▸ **EXERCISE AIM**: Word for word, return the lines from the start of the entries below through the line that has "base URL can be".
--- RECORD SET Enclosed Below ---
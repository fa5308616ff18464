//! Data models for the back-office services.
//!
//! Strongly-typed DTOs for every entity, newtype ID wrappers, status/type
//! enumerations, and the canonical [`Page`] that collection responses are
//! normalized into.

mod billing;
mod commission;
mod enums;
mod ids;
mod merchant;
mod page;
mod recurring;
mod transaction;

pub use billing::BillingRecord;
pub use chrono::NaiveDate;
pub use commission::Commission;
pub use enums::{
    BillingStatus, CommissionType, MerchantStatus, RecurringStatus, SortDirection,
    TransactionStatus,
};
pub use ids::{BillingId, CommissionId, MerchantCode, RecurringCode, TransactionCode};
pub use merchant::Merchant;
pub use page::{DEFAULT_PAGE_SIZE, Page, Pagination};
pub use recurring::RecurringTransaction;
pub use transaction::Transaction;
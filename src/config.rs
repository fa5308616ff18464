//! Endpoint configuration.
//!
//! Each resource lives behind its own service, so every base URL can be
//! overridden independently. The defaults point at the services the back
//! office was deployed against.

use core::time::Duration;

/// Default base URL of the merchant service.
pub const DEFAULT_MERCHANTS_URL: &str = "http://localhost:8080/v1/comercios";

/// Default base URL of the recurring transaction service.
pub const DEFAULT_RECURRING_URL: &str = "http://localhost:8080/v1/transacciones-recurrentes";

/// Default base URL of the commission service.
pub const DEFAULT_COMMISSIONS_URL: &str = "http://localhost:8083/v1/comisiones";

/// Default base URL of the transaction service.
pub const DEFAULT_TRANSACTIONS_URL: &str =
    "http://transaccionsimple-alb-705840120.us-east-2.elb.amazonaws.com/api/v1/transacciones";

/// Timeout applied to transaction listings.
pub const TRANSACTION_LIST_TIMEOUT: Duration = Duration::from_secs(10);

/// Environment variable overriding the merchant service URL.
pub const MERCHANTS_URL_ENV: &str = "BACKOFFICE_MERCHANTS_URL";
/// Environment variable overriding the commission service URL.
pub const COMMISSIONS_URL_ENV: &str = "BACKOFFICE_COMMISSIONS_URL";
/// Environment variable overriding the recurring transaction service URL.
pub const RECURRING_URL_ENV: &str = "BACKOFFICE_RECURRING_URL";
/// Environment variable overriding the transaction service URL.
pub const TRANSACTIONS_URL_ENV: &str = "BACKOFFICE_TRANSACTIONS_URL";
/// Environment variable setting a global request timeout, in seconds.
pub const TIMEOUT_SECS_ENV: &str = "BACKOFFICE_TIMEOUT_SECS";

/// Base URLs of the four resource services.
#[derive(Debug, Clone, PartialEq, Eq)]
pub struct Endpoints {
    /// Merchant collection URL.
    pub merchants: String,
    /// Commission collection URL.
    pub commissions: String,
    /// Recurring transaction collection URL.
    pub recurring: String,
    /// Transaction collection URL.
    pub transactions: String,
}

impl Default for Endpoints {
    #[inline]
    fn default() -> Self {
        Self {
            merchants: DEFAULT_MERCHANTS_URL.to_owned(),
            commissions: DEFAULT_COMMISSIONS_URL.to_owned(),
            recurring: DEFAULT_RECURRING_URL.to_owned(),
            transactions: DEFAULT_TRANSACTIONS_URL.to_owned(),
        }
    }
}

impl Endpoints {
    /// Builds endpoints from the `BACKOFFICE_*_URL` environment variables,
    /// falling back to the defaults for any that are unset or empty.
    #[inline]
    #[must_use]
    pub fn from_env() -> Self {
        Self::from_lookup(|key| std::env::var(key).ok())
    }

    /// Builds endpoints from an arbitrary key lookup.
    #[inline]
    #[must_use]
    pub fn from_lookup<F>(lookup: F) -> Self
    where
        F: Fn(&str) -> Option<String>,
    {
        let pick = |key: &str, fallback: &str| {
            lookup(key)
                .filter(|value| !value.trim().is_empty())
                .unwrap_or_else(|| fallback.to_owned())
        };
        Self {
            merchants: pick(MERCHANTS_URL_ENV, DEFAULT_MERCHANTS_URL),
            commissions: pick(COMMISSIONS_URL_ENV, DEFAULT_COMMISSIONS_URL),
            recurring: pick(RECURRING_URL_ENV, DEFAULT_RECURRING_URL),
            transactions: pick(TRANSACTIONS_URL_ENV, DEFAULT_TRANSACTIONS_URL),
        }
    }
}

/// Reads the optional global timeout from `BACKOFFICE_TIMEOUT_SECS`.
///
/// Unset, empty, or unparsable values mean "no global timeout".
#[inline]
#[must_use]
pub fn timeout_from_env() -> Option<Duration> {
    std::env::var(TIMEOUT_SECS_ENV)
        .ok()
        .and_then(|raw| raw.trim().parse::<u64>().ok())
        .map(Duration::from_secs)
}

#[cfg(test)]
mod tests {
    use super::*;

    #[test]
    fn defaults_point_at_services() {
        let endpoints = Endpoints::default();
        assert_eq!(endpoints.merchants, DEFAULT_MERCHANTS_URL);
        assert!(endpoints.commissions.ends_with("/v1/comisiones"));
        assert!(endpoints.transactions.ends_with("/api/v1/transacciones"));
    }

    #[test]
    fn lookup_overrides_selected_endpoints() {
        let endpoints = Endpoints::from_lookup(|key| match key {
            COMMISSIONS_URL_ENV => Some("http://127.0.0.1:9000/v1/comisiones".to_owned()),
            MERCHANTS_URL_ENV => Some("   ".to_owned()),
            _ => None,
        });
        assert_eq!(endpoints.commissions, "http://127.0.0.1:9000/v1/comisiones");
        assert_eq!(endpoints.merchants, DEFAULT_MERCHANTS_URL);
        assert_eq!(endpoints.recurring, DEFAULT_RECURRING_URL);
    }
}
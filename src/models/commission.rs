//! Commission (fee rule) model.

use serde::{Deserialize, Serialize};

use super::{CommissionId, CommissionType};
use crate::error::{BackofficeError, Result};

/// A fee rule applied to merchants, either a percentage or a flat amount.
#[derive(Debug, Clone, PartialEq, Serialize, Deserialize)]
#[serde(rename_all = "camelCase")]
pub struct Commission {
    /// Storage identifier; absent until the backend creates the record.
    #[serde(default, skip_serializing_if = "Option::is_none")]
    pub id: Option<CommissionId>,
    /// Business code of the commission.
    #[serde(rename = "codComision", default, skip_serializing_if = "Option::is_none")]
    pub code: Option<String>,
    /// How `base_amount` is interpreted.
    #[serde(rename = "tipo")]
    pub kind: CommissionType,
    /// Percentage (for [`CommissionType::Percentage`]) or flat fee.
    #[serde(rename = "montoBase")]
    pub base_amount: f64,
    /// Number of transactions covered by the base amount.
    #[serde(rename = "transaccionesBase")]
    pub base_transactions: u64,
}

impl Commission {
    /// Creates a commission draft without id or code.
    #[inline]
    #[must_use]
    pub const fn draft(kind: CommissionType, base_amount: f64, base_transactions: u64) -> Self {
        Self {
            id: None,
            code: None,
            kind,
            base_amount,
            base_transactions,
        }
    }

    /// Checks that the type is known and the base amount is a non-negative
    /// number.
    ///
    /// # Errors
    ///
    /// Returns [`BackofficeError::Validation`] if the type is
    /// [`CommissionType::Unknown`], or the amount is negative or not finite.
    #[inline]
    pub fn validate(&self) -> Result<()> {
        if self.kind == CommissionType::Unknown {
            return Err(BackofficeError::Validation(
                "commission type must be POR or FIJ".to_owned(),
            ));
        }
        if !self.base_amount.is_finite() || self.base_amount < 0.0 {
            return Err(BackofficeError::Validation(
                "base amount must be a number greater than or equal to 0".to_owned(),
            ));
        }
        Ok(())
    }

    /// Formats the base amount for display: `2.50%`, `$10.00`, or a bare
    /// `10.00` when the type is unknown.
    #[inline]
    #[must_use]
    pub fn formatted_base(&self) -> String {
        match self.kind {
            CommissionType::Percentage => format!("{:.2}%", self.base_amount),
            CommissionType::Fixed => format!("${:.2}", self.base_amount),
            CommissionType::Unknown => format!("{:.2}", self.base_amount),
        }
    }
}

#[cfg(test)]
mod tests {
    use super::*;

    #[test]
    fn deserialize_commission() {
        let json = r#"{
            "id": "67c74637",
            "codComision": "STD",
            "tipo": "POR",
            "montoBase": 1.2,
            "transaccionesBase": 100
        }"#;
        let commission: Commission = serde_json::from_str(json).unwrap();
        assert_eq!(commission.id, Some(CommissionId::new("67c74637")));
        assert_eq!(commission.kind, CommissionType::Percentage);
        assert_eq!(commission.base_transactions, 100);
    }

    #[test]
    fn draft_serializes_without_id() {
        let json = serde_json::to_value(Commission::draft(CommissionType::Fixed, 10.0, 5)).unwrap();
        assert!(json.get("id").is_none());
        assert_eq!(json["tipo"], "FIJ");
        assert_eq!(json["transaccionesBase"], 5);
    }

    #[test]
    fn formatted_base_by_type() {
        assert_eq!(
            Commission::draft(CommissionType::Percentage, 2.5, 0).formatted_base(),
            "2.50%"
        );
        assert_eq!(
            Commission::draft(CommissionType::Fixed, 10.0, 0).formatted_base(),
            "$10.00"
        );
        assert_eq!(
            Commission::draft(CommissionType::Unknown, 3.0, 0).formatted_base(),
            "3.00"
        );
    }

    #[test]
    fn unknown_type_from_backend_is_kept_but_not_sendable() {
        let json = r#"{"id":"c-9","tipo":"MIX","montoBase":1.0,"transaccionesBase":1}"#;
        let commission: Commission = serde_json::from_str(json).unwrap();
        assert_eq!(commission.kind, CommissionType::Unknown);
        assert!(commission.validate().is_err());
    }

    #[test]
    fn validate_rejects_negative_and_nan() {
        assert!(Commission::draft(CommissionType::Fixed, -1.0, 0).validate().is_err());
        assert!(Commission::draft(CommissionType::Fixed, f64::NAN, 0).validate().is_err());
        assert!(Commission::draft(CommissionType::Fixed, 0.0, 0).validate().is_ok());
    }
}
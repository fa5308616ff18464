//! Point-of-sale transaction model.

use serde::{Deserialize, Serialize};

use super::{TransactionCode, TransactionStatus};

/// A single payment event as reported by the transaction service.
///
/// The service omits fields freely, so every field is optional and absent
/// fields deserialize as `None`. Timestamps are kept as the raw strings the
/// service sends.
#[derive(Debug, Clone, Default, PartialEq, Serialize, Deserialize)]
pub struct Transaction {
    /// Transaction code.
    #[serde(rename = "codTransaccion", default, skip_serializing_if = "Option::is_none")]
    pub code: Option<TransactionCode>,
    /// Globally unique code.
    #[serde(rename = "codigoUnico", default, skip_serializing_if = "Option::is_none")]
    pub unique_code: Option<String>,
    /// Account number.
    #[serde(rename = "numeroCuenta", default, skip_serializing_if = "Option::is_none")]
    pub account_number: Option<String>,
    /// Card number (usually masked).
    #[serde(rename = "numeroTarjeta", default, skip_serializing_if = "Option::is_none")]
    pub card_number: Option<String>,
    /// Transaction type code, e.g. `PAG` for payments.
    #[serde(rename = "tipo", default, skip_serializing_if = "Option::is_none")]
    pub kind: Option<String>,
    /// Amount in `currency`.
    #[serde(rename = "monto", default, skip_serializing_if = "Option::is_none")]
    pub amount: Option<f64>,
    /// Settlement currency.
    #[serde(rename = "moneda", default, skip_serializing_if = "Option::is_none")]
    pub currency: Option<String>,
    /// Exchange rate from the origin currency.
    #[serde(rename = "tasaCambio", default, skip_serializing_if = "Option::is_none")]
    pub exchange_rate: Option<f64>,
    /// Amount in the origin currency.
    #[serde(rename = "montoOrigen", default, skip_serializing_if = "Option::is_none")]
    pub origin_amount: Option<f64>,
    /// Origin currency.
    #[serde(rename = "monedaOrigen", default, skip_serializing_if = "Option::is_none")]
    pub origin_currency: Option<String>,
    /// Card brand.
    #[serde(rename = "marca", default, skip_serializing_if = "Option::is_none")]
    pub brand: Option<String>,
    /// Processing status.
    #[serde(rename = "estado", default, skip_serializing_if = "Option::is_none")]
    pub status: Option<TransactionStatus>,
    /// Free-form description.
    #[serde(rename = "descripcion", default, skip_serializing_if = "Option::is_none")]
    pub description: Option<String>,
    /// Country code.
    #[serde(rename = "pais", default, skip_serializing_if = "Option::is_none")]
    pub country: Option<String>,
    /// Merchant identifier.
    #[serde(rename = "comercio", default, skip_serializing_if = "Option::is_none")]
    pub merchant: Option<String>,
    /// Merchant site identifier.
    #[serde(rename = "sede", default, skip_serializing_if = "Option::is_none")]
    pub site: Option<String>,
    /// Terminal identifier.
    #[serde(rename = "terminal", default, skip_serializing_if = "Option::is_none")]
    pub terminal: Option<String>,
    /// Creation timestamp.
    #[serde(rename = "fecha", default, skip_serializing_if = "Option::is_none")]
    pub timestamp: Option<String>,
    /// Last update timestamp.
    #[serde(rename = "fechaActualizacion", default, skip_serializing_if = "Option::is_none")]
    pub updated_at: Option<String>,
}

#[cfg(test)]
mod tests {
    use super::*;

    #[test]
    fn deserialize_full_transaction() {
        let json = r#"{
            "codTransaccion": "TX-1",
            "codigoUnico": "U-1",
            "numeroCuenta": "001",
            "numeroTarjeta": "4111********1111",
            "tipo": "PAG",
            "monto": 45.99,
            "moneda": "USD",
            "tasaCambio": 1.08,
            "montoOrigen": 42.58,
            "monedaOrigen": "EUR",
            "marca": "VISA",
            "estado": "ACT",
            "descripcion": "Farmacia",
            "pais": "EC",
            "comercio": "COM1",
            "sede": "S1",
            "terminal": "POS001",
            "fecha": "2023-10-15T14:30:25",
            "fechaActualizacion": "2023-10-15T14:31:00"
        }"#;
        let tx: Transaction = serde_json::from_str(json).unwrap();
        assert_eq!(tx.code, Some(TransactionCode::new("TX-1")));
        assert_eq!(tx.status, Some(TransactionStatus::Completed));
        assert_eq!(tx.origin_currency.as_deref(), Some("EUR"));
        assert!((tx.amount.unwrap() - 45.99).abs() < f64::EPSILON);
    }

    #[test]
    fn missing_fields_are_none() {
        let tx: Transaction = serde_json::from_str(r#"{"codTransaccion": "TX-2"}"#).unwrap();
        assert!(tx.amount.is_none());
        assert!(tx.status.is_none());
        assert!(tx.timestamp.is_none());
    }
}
--- End of Enclosed RECORD SET ---
▸ **OUTPUT BELOW**:
repository fa5308616ff18464
//! Data models for the back-office services.
//!
//! Strongly-typed DTOs for every entity, newtype ID wrappers, status/type
//! enumerations, and the canonical [`Page`] that collection responses are
//! normalized into.

mod billing;
mod commission;
mod enums;
mod ids;
mod merchant;
mod page;
mod recurring;
mod transaction;

pub use billing::BillingRecord;
pub use chrono::NaiveDate;
pub use commission::Commission;
pub use enums::{
    BillingStatus, CommissionType, MerchantStatus, RecurringStatus, SortDirection,
    TransactionStatus,
};
pub use ids::{BillingId, CommissionId, MerchantCode, RecurringCode, TransactionCode};
pub use merchant::Merchant;
pub use page::{DEFAULT_PAGE_SIZE, Page, Pagination};
pub use recurring::RecurringTransaction;
pub use transaction::Transaction;
filename src/config.rs
repository fa5308616ff18464
//! Endpoint configuration.
//!
//! Each resource lives behind its own service, so every base URL can be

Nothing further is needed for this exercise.